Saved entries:
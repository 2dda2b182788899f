use std::fmt;

#[derive(Debug, Clone, Copy, PartialEq, Eq)]
pub enum ExitCode {
    Success,
    VerifyFailed,
    InvalidArgs,
    LoadFailed,
    WriteFailed,
}

impl ExitCode {
    pub const fn as_i32(self) -> i32 {
        match self {
            ExitCode::Success => 0,
            ExitCode::VerifyFailed => 1,
            ExitCode::InvalidArgs => 2,
            ExitCode::LoadFailed => 10,
            ExitCode::WriteFailed => 20,
        }
    }
}

#[derive(Debug)]
pub struct ExitError {
    pub code: ExitCode,
    pub err: anyhow::Error,
}

impl ExitError {
    pub fn new(code: ExitCode, err: anyhow::Error) -> Self {
        Self { code, err }
    }
}

impl fmt::Display for ExitError {
    fn fmt(&self, f: &mut fmt::Formatter<'_>) -> fmt::Result {
        self.err.fmt(f)
    }
}

impl std::error::Error for ExitError {
    fn source(&self) -> Option<&(dyn std::error::Error + 'static)> {
        Some(self.err.as_ref())
    }
}

pub fn exit_code(err: &anyhow::Error) -> i32 {
    if let Some(exit) = err.downcast_ref::<ExitError>() {
        return exit.code.as_i32();
    }
    ExitCode::LoadFailed.as_i32()
}

pub fn invalid_args(message: impl Into<String>) -> anyhow::Error {
    ExitError::new(ExitCode::InvalidArgs, anyhow::anyhow!(message.into())).into()
}

pub fn invalid_args_err(err: anyhow::Error) -> anyhow::Error {
    ExitError::new(ExitCode::InvalidArgs, err).into()
}

pub fn load_failed_err(err: anyhow::Error) -> anyhow::Error {
    ExitError::new(ExitCode::LoadFailed, err).into()
}

pub fn write_failed_err(err: anyhow::Error) -> anyhow::Error {
    ExitError::new(ExitCode::WriteFailed, err).into()
}

pub fn verify_failed(message: impl Into<String>) -> anyhow::Error {
    ExitError::new(ExitCode::VerifyFailed, anyhow::anyhow!(message.into())).into()
}
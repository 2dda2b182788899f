use std::path::{Path, PathBuf};

use anyhow::{Context, Result};
use serde::{Deserialize, Serialize};

#[derive(Debug, Clone, Serialize)]
pub struct EffectiveConfig {
    pub ui: UiConfig,
    pub resolve: ResolveConfig,
    pub generate: GenerateConfig,
    #[serde(skip_serializing_if = "Option::is_none")]
    pub config_path: Option<String>,
}

#[derive(Debug, Clone, Serialize)]
pub struct UiConfig {
    pub color: bool,
}

#[derive(Debug, Clone, Serialize)]
pub struct ResolveConfig {
    pub strict: bool,
    #[serde(skip_serializing_if = "Option::is_none")]
    pub reference_year: Option<i32>,
}

#[derive(Debug, Clone, Serialize)]
pub struct GenerateConfig {
    pub days: u32,
    pub source: String,
}

impl Default for EffectiveConfig {
    fn default() -> Self {
        Self {
            ui: UiConfig { color: true },
            resolve: ResolveConfig {
                strict: false,
                reference_year: None,
            },
            generate: GenerateConfig {
                days: 7,
                source: "test_data".to_string(),
            },
            config_path: None,
        }
    }
}

#[derive(Debug, Deserialize)]
struct RawConfig {
    ui: Option<RawUiConfig>,
    resolve: Option<RawResolveConfig>,
    generate: Option<RawGenerateConfig>,
}

#[derive(Debug, Deserialize)]
struct RawUiConfig {
    color: Option<bool>,
}

#[derive(Debug, Deserialize)]
struct RawResolveConfig {
    strict: Option<bool>,
    reference_year: Option<i32>,
}

#[derive(Debug, Deserialize)]
struct RawGenerateConfig {
    days: Option<u32>,
    source: Option<String>,
}

pub fn default_config_path(home_dir: &Path) -> PathBuf {
    home_dir.join(".config/weekly-links/config.toml")
}

pub fn effective_home_dir() -> Result<PathBuf> {
    std::env::var_os("HOME")
        .map(PathBuf::from)
        .ok_or_else(|| anyhow::anyhow!("HOME is not set"))
}

pub fn load(config_path: Option<&Path>, home_dir: &Path) -> Result<EffectiveConfig> {
    let mut cfg = EffectiveConfig::default();

    let path = config_path
        .map(ToOwned::to_owned)
        .unwrap_or_else(|| default_config_path(home_dir));

    if path.exists() {
        let s = std::fs::read_to_string(&path)
            .with_context(|| format!("failed to read config file: {}", path.display()))?;
        let raw: RawConfig = toml::from_str(&s).context("failed to parse config file (TOML)")?;
        apply_raw_config(&mut cfg, raw);
        cfg.config_path = Some(path.display().to_string());
    }

    apply_env_overrides(&mut cfg)?;
    validate(&cfg)?;

    Ok(cfg)
}

fn apply_raw_config(cfg: &mut EffectiveConfig, raw: RawConfig) {
    if let Some(ui) = raw.ui {
        if let Some(color) = ui.color {
            cfg.ui.color = color;
        }
    }

    if let Some(resolve) = raw.resolve {
        if let Some(strict) = resolve.strict {
            cfg.resolve.strict = strict;
        }
        if resolve.reference_year.is_some() {
            cfg.resolve.reference_year = resolve.reference_year;
        }
    }

    if let Some(generate) = raw.generate {
        if let Some(days) = generate.days {
            cfg.generate.days = days;
        }
        if let Some(source) = generate.source {
            cfg.generate.source = source;
        }
    }
}

fn apply_env_overrides(cfg: &mut EffectiveConfig) -> Result<()> {
    if let Ok(v) = std::env::var("WEEKLY_LINKS_UI_COLOR") {
        cfg.ui.color = parse_bool(&v).with_context(|| "WEEKLY_LINKS_UI_COLOR")?;
    }
    if let Ok(v) = std::env::var("WEEKLY_LINKS_RESOLVE_STRICT") {
        cfg.resolve.strict = parse_bool(&v).with_context(|| "WEEKLY_LINKS_RESOLVE_STRICT")?;
    }
    if let Ok(v) = std::env::var("WEEKLY_LINKS_RESOLVE_REFERENCE_YEAR") {
        let v = v.trim();
        if !v.is_empty() {
            cfg.resolve.reference_year = Some(
                v.parse::<i32>()
                    .with_context(|| "WEEKLY_LINKS_RESOLVE_REFERENCE_YEAR")?,
            );
        }
    }
    if let Ok(v) = std::env::var("WEEKLY_LINKS_GENERATE_DAYS") {
        cfg.generate.days = v
            .trim()
            .parse::<u32>()
            .with_context(|| "WEEKLY_LINKS_GENERATE_DAYS")?;
    }
    if let Ok(v) = std::env::var("WEEKLY_LINKS_GENERATE_SOURCE") {
        let v = v.trim();
        if !v.is_empty() {
            cfg.generate.source = v.to_string();
        }
    }

    Ok(())
}

fn validate(cfg: &EffectiveConfig) -> Result<()> {
    if let Some(year) = cfg.resolve.reference_year {
        if !(0..=9999).contains(&year) {
            anyhow::bail!("resolve.reference_year must be a 4-digit year: {year}");
        }
    }
    let max_days = crate::generate::MAX_DAYS;
    if !(1..=max_days).contains(&cfg.generate.days) {
        anyhow::bail!(
            "generate.days must be between 1 and {max_days}: {}",
            cfg.generate.days
        );
    }
    Ok(())
}

fn parse_bool(s: &str) -> Result<bool> {
    let s = s.trim().to_ascii_lowercase();
    match s.as_str() {
        "1" | "true" | "yes" | "on" => Ok(true),
        "0" | "false" | "no" | "off" => Ok(false),
        _ => Err(anyhow::anyhow!(
            "invalid boolean: {s} (use true|false|1|0|yes|no|on|off)"
        )),
    }
}
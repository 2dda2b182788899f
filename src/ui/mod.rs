use anyhow::Error;
use std::io::{self, Write};
use unicode_width::UnicodeWidthChar;

use crate::render::{LinkOrigin, ResolvedLink};
use crate::verify::{VerifyReport, VerifyStatus};

#[derive(Debug, Clone)]
pub struct UiConfig {
    pub color: bool,
    pub quiet: bool,
}

pub fn eprintln_error(err: &Error) {
    let mut stderr = io::stderr().lock();
    let _ = writeln!(stderr, "error:");
    let _ = writeln!(stderr, "  {err}");

    let mut causes = err.chain().skip(1).peekable();
    if causes.peek().is_some() {
        let _ = writeln!(stderr, "caused by:");
        for cause in causes {
            let _ = writeln!(stderr, "  - {cause}");
        }
    }

    let _ = writeln!(stderr, "next:");
    let _ = writeln!(
        stderr,
        "  - see `weekly-links --help` for available commands and options"
    );
}

pub fn print_links(links: &[ResolvedLink], cfg: &UiConfig) {
    if cfg.quiet {
        return;
    }
    let mut out = io::stdout().lock();
    write_links_table(&mut out, links, cfg.color);
}

pub fn print_verify(report: &VerifyReport, cfg: &UiConfig) {
    if cfg.quiet {
        return;
    }
    let mut out = io::stdout().lock();
    for entry in &report.entries {
        let label = status_label(&entry.status, cfg.color);
        let date = if entry.date.is_empty() {
            "(no date)"
        } else {
            entry.date.as_str()
        };
        match &entry.status {
            VerifyStatus::Match | VerifyStatus::DerivedOnly => {
                let _ = writeln!(out, "{label}  {date}  {}", entry.href);
            }
            VerifyStatus::Mismatch { derived } => {
                let _ = writeln!(out, "{label}  {date}  {}", entry.href);
                let _ = writeln!(out, "      derived: {derived}");
            }
            VerifyStatus::Invalid { error } => {
                let _ = writeln!(out, "{label}  {date}  {error}");
            }
        }
    }
    let _ = writeln!(out);
    let _ = writeln!(
        out,
        "checked={} matched={} mismatched={} invalid={}",
        report.checked, report.matched, report.mismatched, report.invalid
    );
}

fn write_links_table(out: &mut dyn Write, links: &[ResolvedLink], color: bool) {
    let label_date = "DATE";
    let label_week = "WEEK";
    let label_origin = "FROM";
    let label_link = "LINK";

    let date_w = links
        .iter()
        .map(|l| visible_width_ansi(&l.date))
        .max()
        .unwrap_or(0)
        .max(visible_width_ansi(label_date));
    let week_w = links
        .iter()
        .map(|l| visible_width_ansi(l.week.as_deref().unwrap_or("-")))
        .max()
        .unwrap_or(0)
        .max(visible_width_ansi(label_week));
    let origin_w = visible_width_ansi("filename");

    let _ = writeln!(
        out,
        "{}  {}  {}  {}",
        pad_end_display(label_date, date_w),
        pad_end_display(label_week, week_w),
        pad_end_display(label_origin, origin_w),
        label_link
    );
    let _ = writeln!(
        out,
        "{}  {}  {}  {}",
        "-".repeat(date_w),
        "-".repeat(week_w),
        "-".repeat(origin_w),
        "-".repeat(label_link.len())
    );

    for link in links {
        let date = pad_end_display(&link.date, date_w);
        let week = pad_end_display(link.week.as_deref().unwrap_or("-"), week_w);
        let origin = pad_end_display(origin_label(link.origin), origin_w);
        let target = match (&link.href, &link.error) {
            (Some(href), _) => href.clone(),
            (None, Some(error)) => paint(&format!("error: {error}"), "31", color),
            (None, None) => String::new(),
        };
        let _ = writeln!(out, "{date}  {week}  {origin}  {target}");
    }
}

fn origin_label(origin: LinkOrigin) -> &'static str {
    match origin {
        LinkOrigin::Filename => "filename",
        LinkOrigin::Derived => "derived",
    }
}

fn status_label(status: &VerifyStatus, color: bool) -> String {
    let (s, code) = match status {
        VerifyStatus::Match => ("ok  ", "32"),
        VerifyStatus::DerivedOnly => ("--  ", "90"),
        VerifyStatus::Mismatch { .. } => ("DIFF", "33"),
        VerifyStatus::Invalid { .. } => ("BAD ", "31"),
    };
    paint(s, code, color)
}

fn paint(s: &str, code: &str, color: bool) -> String {
    if !color {
        return s.to_string();
    }
    format!("\x1b[{code}m{s}\x1b[0m")
}

fn pad_end_display(s: &str, width: usize) -> String {
    let w = visible_width_ansi(s);
    if w >= width {
        return s.to_string();
    }
    format!("{s}{}", " ".repeat(width - w))
}

fn visible_width_ansi(s: &str) -> usize {
    let mut width: usize = 0;
    let mut chars = s.chars().peekable();
    while let Some(ch) = chars.next() {
        if ch == '\x1b' && chars.peek() == Some(&'[') {
            let _ = chars.next();
            for ch2 in chars.by_ref() {
                if ch2 == 'm' {
                    break;
                }
            }
            continue;
        }
        width = width.saturating_add(UnicodeWidthChar::width(ch).unwrap_or(0));
    }
    width
}
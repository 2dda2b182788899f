mod html;
mod links;
mod markdown;

pub use html::{card_meta, escape_html, render_card, render_cards};
pub use links::{LinkOrigin, ResolvedLink, resolve_all};
pub use markdown::format_markdown_index;
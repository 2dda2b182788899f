use serde::{Deserialize, Serialize};
use std::fmt;

/// Record count as found in the wild: generators emit an integer, a float
/// (`45.0`) or a preformatted string.
#[derive(Debug, Clone, PartialEq, Serialize, Deserialize)]
#[serde(untagged)]
pub enum RecordCount {
    Number(i64),
    Float(f64),
    Text(String),
}

impl RecordCount {
    /// Zero and empty strings are treated as "no count".
    pub fn is_blank(&self) -> bool {
        match self {
            RecordCount::Number(n) => *n == 0,
            RecordCount::Float(x) => *x == 0.0 || x.is_nan(),
            RecordCount::Text(s) => s.is_empty(),
        }
    }

    /// The count as a length, when it is a non-negative whole number.
    pub fn as_len(&self) -> Option<usize> {
        match self {
            RecordCount::Number(n) => usize::try_from(*n).ok(),
            RecordCount::Float(x) if x.fract() == 0.0 && *x >= 0.0 && *x <= u32::MAX as f64 => {
                Some(*x as usize)
            }
            RecordCount::Float(_) => None,
            RecordCount::Text(s) => s.trim().parse().ok(),
        }
    }
}

impl From<usize> for RecordCount {
    fn from(n: usize) -> Self {
        i64::try_from(n).map_or(RecordCount::Float(n as f64), RecordCount::Number)
    }
}

impl fmt::Display for RecordCount {
    fn fmt(&self, f: &mut fmt::Formatter<'_>) -> fmt::Result {
        match self {
            RecordCount::Number(n) => {
                if *n < 0 {
                    f.write_str("-")?;
                }
                f.write_str(&group_thousands(&n.unsigned_abs().to_string()))
            }
            RecordCount::Float(x) => f.write_str(&format_float(*x)),
            RecordCount::Text(s) => f.write_str(s),
        }
    }
}

// At most three fraction digits, trailing zeros dropped: 1234.5678 -> 1,234.568.
fn format_float(x: f64) -> String {
    if !x.is_finite() {
        return x.to_string();
    }
    let fixed = format!("{:.3}", x.abs());
    let (int, frac) = fixed.split_once('.').unwrap_or((fixed.as_str(), ""));
    let frac = frac.trim_end_matches('0');
    let mut out = String::new();
    if x < 0.0 && (int != "0" || !frac.is_empty()) {
        out.push('-');
    }
    out.push_str(&group_thousands(int));
    if !frac.is_empty() {
        out.push('.');
        out.push_str(frac);
    }
    out
}

fn group_thousands(digits: &str) -> String {
    let mut out = String::with_capacity(digits.len() + digits.len() / 3);
    for (i, ch) in digits.chars().enumerate() {
        if i > 0 && (digits.len() - i) % 3 == 0 {
            out.push(',');
        }
        out.push(ch);
    }
    out
}
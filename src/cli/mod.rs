use std::io;
use std::io::IsTerminal;
use std::path::{Path, PathBuf};

use anyhow::{Context, Result};
use clap::{Args, CommandFactory, Parser, Subcommand};
use serde::Serialize;

use crate::core::ReportRecord;
use crate::generate::GenerateRequest;
use crate::index::IndexSource;
use crate::render::ResolvedLink;
use crate::resolve::ResolveMode;
use crate::ui::UiConfig;

#[derive(Debug, Parser)]
#[command(
    name = "weekly-links",
    version,
    about = "Resolve, render and verify daily report links from a weekly CVE report index (reports.json)"
)]
pub struct Cli {
    #[arg(long, global = true)]
    pub json: bool,
    #[arg(long = "no-color", global = true)]
    pub no_color: bool,
    #[arg(long, global = true)]
    pub quiet: bool,
    #[arg(long, global = true)]
    pub config: Option<PathBuf>,
    /// Year used for `MM-DD` dates (defaults to the current year)
    #[arg(long, global = true)]
    pub year: Option<i32>,
    /// Reject malformed dates instead of passing them through
    #[arg(long, global = true)]
    pub strict: bool,

    #[command(subcommand)]
    pub command: Commands,
}

#[derive(Debug, Subcommand)]
pub enum Commands {
    /// Resolve the link of a single report record
    Resolve(ResolveArgs),
    /// Resolve the link of every record in an index
    Links(LinksArgs),
    /// Print the HTML link card of every record in an index
    Html(IndexArgs),
    /// Check precomputed filenames against the derived links
    Verify(IndexArgs),
    /// Generate a test index for the last N days
    Generate(GenerateArgs),
    /// Print shell completions (bash, zsh or fish)
    Completion(CompletionArgs),
    /// Show the effective configuration
    Config(ConfigArgs),
}

#[derive(Debug, Args)]
pub struct ResolveArgs {
    #[arg(long, default_value = "")]
    pub date: String,
    #[arg(long)]
    pub path: Option<String>,
    #[arg(long)]
    pub filename: Option<String>,
}

#[derive(Debug, Args)]
pub struct IndexArgs {
    /// Path to reports.json (`-` or omitted reads stdin)
    pub index: Option<PathBuf>,
}

#[derive(Debug, Args)]
pub struct LinksArgs {
    pub index: Option<PathBuf>,
    #[arg(long)]
    pub markdown: bool,
}

#[derive(Debug, Args)]
pub struct GenerateArgs {
    #[arg(long)]
    pub days: Option<u32>,
    /// Newest report date, YYYY-MM-DD (defaults to today)
    #[arg(long)]
    pub today: Option<String>,
    #[arg(long)]
    pub source: Option<String>,
    #[arg(long)]
    pub output: Option<PathBuf>,
}

#[derive(Debug, Args)]
pub struct CompletionArgs {
    pub shell: String,
}

#[derive(Debug, Args)]
pub struct ConfigArgs {
    #[arg(long)]
    pub show: bool,
}

pub fn run() -> Result<()> {
    let cli = Cli::parse();

    let stdout_is_tty = io::stdout().is_terminal();

    let home_dir = crate::config::effective_home_dir().map_err(crate::exit::invalid_args_err)?;

    let env_config_path = std::env::var_os("WEEKLY_LINKS_CONFIG").map(PathBuf::from);
    let cfg = crate::config::load(
        cli.config.as_deref().or(env_config_path.as_deref()),
        &home_dir,
    )
    .map_err(crate::exit::invalid_args_err)?;

    let color = stdout_is_tty
        && cfg.ui.color
        && !cli.no_color
        && std::env::var_os("NO_COLOR").is_none();

    let ui_cfg = UiConfig {
        color,
        quiet: cli.quiet,
    };

    if let Some(year) = cli.year {
        if !(0..=9999).contains(&year) {
            return Err(crate::exit::invalid_args(format!(
                "--year must be a 4-digit year: {year}"
            )));
        }
    }
    let reference_year = cli
        .year
        .or(cfg.resolve.reference_year)
        .unwrap_or_else(crate::resolve::current_year);
    let mode = ResolveMode::from_strict(cli.strict || cfg.resolve.strict);

    match cli.command {
        Commands::Resolve(args) => {
            let record = ReportRecord {
                path: args.path,
                filename: args.filename,
                ..ReportRecord::new(args.date)
            };
            let link = ResolvedLink::from_record(&record, reference_year, mode);
            if let Some(error) = &link.error {
                return Err(crate::exit::invalid_args(format!("resolve: {error}")));
            }
            if cli.json {
                write_json(&link)?;
            } else if let Some(href) = &link.href {
                write_stdout(&format!("{href}\n"))?;
            }
        }
        Commands::Links(args) => {
            let index = load_index(args.index.as_deref())?;
            let links = crate::render::resolve_all(&index, reference_year, mode);
            if cli.json {
                write_json(&links)?;
            } else if args.markdown {
                write_stdout(&crate::render::format_markdown_index(
                    &index,
                    reference_year,
                    mode,
                ))?;
            } else {
                crate::ui::print_links(&links, &ui_cfg);
            }
            ensure_resolved(&links)?;
        }
        Commands::Html(args) => {
            if cli.json {
                return Err(crate::exit::invalid_args(
                    "html cannot be combined with --json",
                ));
            }
            let index = load_index(args.index.as_deref())?;
            write_stdout(&crate::render::render_cards(
                &index.reports,
                reference_year,
                mode,
            ))?;
            ensure_resolved(&crate::render::resolve_all(
                &index,
                reference_year,
                mode,
            ))?;
        }
        Commands::Verify(args) => {
            let index = load_index(args.index.as_deref())?;
            let report = crate::verify::verify_index(&index, reference_year, mode);
            if cli.json {
                write_json(&report)?;
            } else {
                crate::ui::print_verify(&report, &ui_cfg);
            }
            if !report.passed() {
                return Err(crate::exit::verify_failed(format!(
                    "verify: {} mismatched, {} invalid of {} records",
                    report.mismatched, report.invalid, report.checked
                )));
            }
        }
        Commands::Generate(args) => {
            let days = args.days.unwrap_or(cfg.generate.days);
            let max_days = crate::generate::MAX_DAYS;
            if !(1..=max_days).contains(&days) {
                return Err(crate::exit::invalid_args(format!(
                    "generate: --days must be between 1 and {max_days}: {days}"
                )));
            }
            let now = crate::resolve::local_now();
            let today = match args.today.as_deref() {
                Some(s) => crate::generate::parse_date(s).map_err(crate::exit::invalid_args_err)?,
                None => now.date(),
            };
            let index = crate::generate::generate(&GenerateRequest {
                today,
                days,
                source: args.source.unwrap_or_else(|| cfg.generate.source.clone()),
                generated_at: now,
            })
            .map_err(crate::exit::invalid_args_err)?;

            match args.output {
                Some(path) => {
                    write_index_file(&path, &index).map_err(crate::exit::write_failed_err)?;
                    if !ui_cfg.quiet {
                        eprintln!(
                            "generate: wrote {} reports to {}",
                            index.reports.len(),
                            path.display()
                        );
                    }
                }
                None => write_json(&index)?,
            }
        }
        Commands::Completion(args) => {
            let shell = parse_shell(&args.shell)?;
            let mut cmd = Cli::command();
            let mut out = std::io::stdout().lock();
            clap_complete::generate(shell, &mut cmd, "weekly-links", &mut out);
        }
        Commands::Config(args) => {
            if args.show {
                if cli.json {
                    write_json(&cfg)?;
                } else {
                    println!("{}", toml::to_string_pretty(&cfg)?);
                }
            } else if !ui_cfg.quiet {
                eprintln!("config: use `weekly-links config --show`");
            }
        }
    }

    Ok(())
}

fn load_index(arg: Option<&Path>) -> Result<crate::core::ReportIndex> {
    crate::index::load(IndexSource::from_arg(arg)).map_err(crate::exit::load_failed_err)
}

fn ensure_resolved(links: &[ResolvedLink]) -> Result<()> {
    let failed = links.iter().filter(|l| l.error.is_some()).count();
    if failed == 0 {
        return Ok(());
    }
    Err(crate::exit::load_failed_err(anyhow::anyhow!(
        "{failed} of {} records could not be resolved",
        links.len()
    )))
}

fn write_index_file(path: &Path, index: &crate::core::ReportIndex) -> Result<()> {
    if let Some(parent) = path.parent().filter(|p| !p.as_os_str().is_empty()) {
        std::fs::create_dir_all(parent)
            .with_context(|| format!("failed to create directory: {}", parent.display()))?;
    }
    let mut buf = serde_json::to_vec_pretty(index)?;
    buf.push(b'\n');
    std::fs::write(path, buf).with_context(|| format!("failed to write: {}", path.display()))
}

fn write_json<T: Serialize + ?Sized>(value: &T) -> Result<()> {
    use std::io::Write;

    let buf = serde_json::to_vec_pretty(value)?;

    let mut stdout = std::io::stdout().lock();
    match stdout.write_all(&buf) {
        Ok(()) => {}
        Err(err) if err.kind() == std::io::ErrorKind::BrokenPipe => return Ok(()),
        Err(err) => return Err(err.into()),
    }
    match stdout.write_all(b"\n") {
        Ok(()) => Ok(()),
        Err(err) if err.kind() == std::io::ErrorKind::BrokenPipe => Ok(()),
        Err(err) => Err(err.into()),
    }
}

fn write_stdout(text: &str) -> Result<()> {
    use std::io::Write;

    let mut stdout = std::io::stdout().lock();
    match stdout.write_all(text.as_bytes()) {
        Ok(()) => Ok(()),
        Err(err) if err.kind() == std::io::ErrorKind::BrokenPipe => Ok(()),
        Err(err) => Err(err.into()),
    }
}

fn parse_shell(s: &str) -> Result<clap_complete::Shell> {
    let s = s.trim().to_ascii_lowercase();
    match s.as_str() {
        "bash" => Ok(clap_complete::Shell::Bash),
        "zsh" => Ok(clap_complete::Shell::Zsh),
        "fish" => Ok(clap_complete::Shell::Fish),
        other => Err(crate::exit::invalid_args(format!(
            "unsupported shell: {other} (use bash|zsh|fish)"
        ))),
    }
}

#[cfg(test)]
mod tests {
    use super::*;
    use crate::render::LinkOrigin;

    fn link(error: Option<&str>) -> ResolvedLink {
        ResolvedLink {
            date: "d".to_string(),
            week: None,
            href: error.is_none().then(|| "d/daily_d.md".to_string()),
            origin: LinkOrigin::Derived,
            error: error.map(str::to_string),
        }
    }

    #[test]
    fn ensure_resolved_counts_failures() {
        assert!(ensure_resolved(&[link(None), link(None)]).is_ok());
        let err = ensure_resolved(&[link(None), link(Some("bad"))]).unwrap_err();
        assert_eq!(crate::exit::exit_code(&err), 10);
        assert!(err.to_string().contains("1 of 2"), "{err}");
    }

    #[test]
    fn parse_shell_rejects_unknown() {
        assert!(parse_shell("Bash").is_ok());
        let err = parse_shell("nope").unwrap_err();
        assert_eq!(crate::exit::exit_code(&err), 2);
    }

    #[test]
    fn every_subcommand_has_help_text() {
        let cmd = Cli::command();
        for sub in cmd.get_subcommands() {
            assert!(
                sub.get_about().is_some(),
                "missing help for {}",
                sub.get_name()
            );
        }
    }

    #[test]
    fn cli_parses_global_flags_after_subcommand() {
        let cli = Cli::try_parse_from([
            "weekly-links",
            "resolve",
            "--date",
            "09-24",
            "--year",
            "2025",
            "--strict",
        ])
        .expect("parse");
        assert_eq!(cli.year, Some(2025));
        assert!(cli.strict);
        assert!(matches!(cli.command, Commands::Resolve(ref a) if a.date == "09-24"));
    }
}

■ Task requirements ■
Emit an exact copy of the lines spanning the start of the records to the line containing "pub fn new(code: ExitCode, err: anyhow::Error)", inclusive, and no other output.

■ Answer to this task ■
repository 2dda2b182788899f
use std::fmt;

#[derive(Debug, Clone, Copy, PartialEq, Eq)]
pub enum ExitCode {
    Success,
    VerifyFailed,
    InvalidArgs,
    LoadFailed,
    WriteFailed,
}

impl ExitCode {
    pub const fn as_i32(self) -> i32 {
        match self {
            ExitCode::Success => 0,
            ExitCode::VerifyFailed => 1,
            ExitCode::InvalidArgs => 2,
            ExitCode::LoadFailed => 10,
            ExitCode::WriteFailed => 20,
        }
    }
}

#[derive(Debug)]
pub struct ExitError {
    pub code: ExitCode,
    pub err: anyhow::Error,
}

impl ExitError {
    pub fn new(code: ExitCode, err: anyhow::Error) -> Self {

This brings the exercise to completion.